In many DC neighborhoods, corner stores provide easier access to many daily needs, such as a quart of milk, pharmacy goods, food stuffs, or a coffee. A corner store is a small, neighborhood-based retail establishment tucked into a predominantly residential neighborhood.

The convenience of corner stores is important for many residents of the city. These shops can help to create a better sense of community and provide better access to goods for residents who do not have the means, the time, or the desire to get to a commercial street. Many of our older rowhouse areas were constructed with the corner store as part of the neighborhood fabric.

P&C Market - Lincoln Park at 11th Street

P&C Market – Lincoln Park at 11th Street

Even so, the zoning regulations have become more restrictive over time, and many corner stores have been lost or have been required to go through lengthy approval process to remain open or to upgrade to stay current with the needs of current neighborhood residents. Under the current zoning regulations, no new retail uses are permitted in our low density residential zones, and where they exist, they can be difficult to be retained or updated.

But help is on the way. The Zoning Commission has now taken proposed action to approve a series of changes to the regulations governing corner stores. Under the proposed zoning regulations, providing new corner stores and maintaining existing ones could be easier in District rowhouse neighborhoods.

In the proposed Regulations, subject to certain conditions, corner stores would be permitted in R-3 and R-4 rowhouse zones. A corner store, however, would continue to be not permitted in the lower density neighborhoods (R-1 and R-2, characterized by single-family detached or semi-detached homes), or the apartment zones.

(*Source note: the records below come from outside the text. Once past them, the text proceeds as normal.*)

use yew::prelude::*;

use crate::contact::types::{FormRecord, RequestType};

#[derive(Properties, PartialEq)]
pub struct ConfirmationStepProps {
    pub record: FormRecord,
    pub on_new_request: Callback<()>,
}

#[function_component(ConfirmationStep)]
pub fn confirmation_step(props: &ConfirmationStepProps) -> Html {
    let record = &props.record;
    let is_order = record.request_type == Some(RequestType::Quote);
    let on_new_request = {
        let on_new_request = props.on_new_request.clone();
        Callback::from(move |_: MouseEvent| on_new_request.emit(()))
    };

    html! {
        <div class="step-content confirmation">
            <div class="confirmation-icon">{ "✓" }</div>
            <h2>{ if is_order { "Commande confirmée !" } else { "Message envoyé !" } }</h2>

            <div class="summary-block">
                <p>{ "Merci " }<strong>{ format!("{} {}", record.first_name, record.last_name) }</strong>{ " !" }</p>
                <p>
                    { if is_order {
                        "Votre commande de site web a été envoyée avec succès."
                    } else {
                        "Votre demande d'information a été envoyée avec succès."
                    } }
                </p>
                <p>{ "Nous avons envoyé une confirmation à " }<strong>{ &record.email }</strong></p>
            </div>

            <div class="summary-block">
                <h3>{ "Prochaines étapes" }</h3>
                { if is_order {
                    html! {
                        <ol>
                            <li>{ "Notre équipe analyse votre projet (24-48h)" }</li>
                            <li>{ "Nous vous contactons pour finaliser les détails" }</li>
                            <li>{ "Création de votre site en 5 jours ouvrés" }</li>
                        </ol>
                    }
                } else {
                    html! {
                        <>
                            <p>{ "Nous traitons votre demande et vous répondrons sous 24h" }</p>
                            <p>{ "Vérifiez votre boîte email (et vos spams) pour notre réponse" }</p>
                        </>
                    }
                } }
            </div>

            <p class="confirmation-contact">
                { "Une question ? Contactez-nous : contact@lapetitevitrine.com" }
            </p>

            <button type="button" class="btn-primary" onclick={on_new_request}>
                { if is_order { "Nouvelle commande" } else { "Nouvelle demande" } }
            </button>
        </div>
    }
}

Grubbs Pharmacy - 4th and East Capitol

Grubbs Pharmacy – 4th and East Capitol

The proposed regulations would govern the type of uses that could be called a corner store, and would include food stores, arts uses, and general retail or service. Eating and drinking establishments would be permitted, but limited – food could be prepared or assembled, but not cooked, and no alcohol could be consumed on-premises. The area of a corner grocery store devoted to the sale of beer or wine for off-site use would be limited to 15% of the floor area, and only if approved by the Board of Zoning Adjustment (BZA) by special exception.

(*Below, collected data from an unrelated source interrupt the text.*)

use yew::prelude::*;
use yew_router::prelude::*;

use crate::Route;

#[function_component(Home)]
pub fn home() -> Html {
    html! {
        <div class="home-page">
            <style>
                {r#"
                    .home-page {
                        min-height: 100vh;
                        display: flex;
                        align-items: center;
                        justify-content: center;
                        text-align: center;
                        padding: 4rem 1rem;
                        background: linear-gradient(135deg, #fdf6f0, #f3e8e2);
                        color: #3a3a3a;
                    }
                    .hero { max-width: 640px; }
                    .hero-badge {
                        display: inline-block;
                        padding: 0.4rem 1rem;
                        border-radius: 999px;
                        background: rgba(201, 100, 90, 0.12);
                        color: #C9645A;
                        font-size: 0.9rem;
                        margin-bottom: 1.5rem;
                    }
                    .hero h1 {
                        font-size: 2.8rem;
                        line-height: 1.15;
                        margin: 0 0 1rem;
                    }
                    .hero h1 span { color: #C9645A; }
                    .hero-subtitle {
                        font-size: 1.2rem;
                        color: #8a7a72;
                        margin-bottom: 2rem;
                    }
                    .hero-cta {
                        display: inline-block;
                        padding: 0.9rem 2.5rem;
                        background: #C9645A;
                        color: #fff;
                        border-radius: 999px;
                        font-size: 1.1rem;
                        text-decoration: none;
                    }
                    .hero-points {
                        margin-top: 2rem;
                        color: #8a7a72;
                        font-size: 0.95rem;
                    }
                "#}
            </style>
            <div class="hero">
                <span class="hero-badge">{ "Site web + hébergement + maintenance" }</span>
                <h1>{ "Vitrine numérique des " }<span>{ "artisans" }</span></h1>
                <p class="hero-subtitle">
                    { "Votre présence numérique complète et clé en main. \
                       Un site professionnel livré en 5 jours ouvrés, sans aucune \
                       compétence technique requise." }
                </p>
                <Link<Route> to={Route::Contact} classes="hero-cta">
                    { "Commander mon site" }
                </Link<Route>>
                <p class="hero-points">
                    { "Paiement mensuel sans engagement · Mises à jour incluses · Support en français" }
                </p>
            </div>
        </div>
    }
}
use serde::Deserialize;

/// The finished form record as posted by the frontend. Every field is
/// defaulted so a partial body still deserializes; the handler decides
/// which fields are actually required.
#[derive(Debug, Clone, Default, Deserialize)]
#[serde(default, rename_all = "camelCase")]
pub struct EmailRequest {
    pub request_type: String,
    pub first_name: String,
    pub last_name: String,
    pub email: String,
    pub phone: String,
    pub company: String,
    pub subject: String,
    pub message: String,
    pub project_type: String,
    pub budget: String,
    pub timeline: String,
    pub description: String,
    pub urgent_project: bool,
    pub business_name: String,
    pub activity: String,
    pub city: String,
    pub postal_code: String,
    pub target_audience: String,
    pub current_website: String,
    pub sections: Sections,
    pub additional_info: String,
    pub uploaded_files: Vec<AttachmentMeta>,
}

#[derive(Debug, Clone, Default, Deserialize)]
#[serde(default, rename_all = "camelCase")]
pub struct Sections {
    pub about: bool,
    pub services: bool,
    pub portfolio: bool,
    pub practical_info: bool,
    pub contact_form: bool,
}

/// Attachment metadata only; file contents are never sent to this endpoint.
#[derive(Debug, Clone, Default, Deserialize)]
#[serde(default, rename_all = "camelCase")]
pub struct AttachmentMeta {
    pub name: String,
    pub size: u64,
    pub mime: String,
}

The location of new corner store would also be limited to corner lots – a lot at the intersection of two streets, where they have traditionally been located in rowhouse neighborhoods. The property would have to be at least 500 feet from the nearest commercial zone, with the idea being that we don’t want new stores to take away from the vitality of commercial districts. And finally in regard to location, the concentration of these uses would be limited in order to maintain the overall residential character of the neighborhoods in which they are located.

Most new corner stores would not be permitted by-right – a new store would typically require a special exception, meaning BZA and neighborhood review of potential impacts and a demonstration that the use would enhance the pedestrian environment of the residential character of the neighborhood. The BZA would also examine items like number of employees, hours of operation, garbage collection, and landscape and building design. However, an existing store could be maintained or changed to meet current demands without requiring BZA approval. And a corner grocery store would be allowed as a matter-of-right, as long as it includes the sale of general food merchandise and fresh perishable foods. A corner grocery store not meeting those requirements would be subject to a special exception review.

The maximum floor area for a corner store would be 1,200 square feet, not counting the cellar. – This is smaller than a typical Starbucks and less than half the size of a typical 7-11, so it is unlikely we would see those kinds of businesses, but the size is consistent with most existing “mom and pop” corner stores in our rowhouse areas. The corner store use would be limited to the ground floor and cellar or basement. In order to maintain a compatible level of density in the neighborhood, the corner store could only have one residential unit on the same lot.

For residents of existing rowhouse areas of the District, the potential for a corner store would be an added amenity and would increase the walkability of their neighborhoods. For full details of the proposed corner store regulations, see Subtitle U § 254.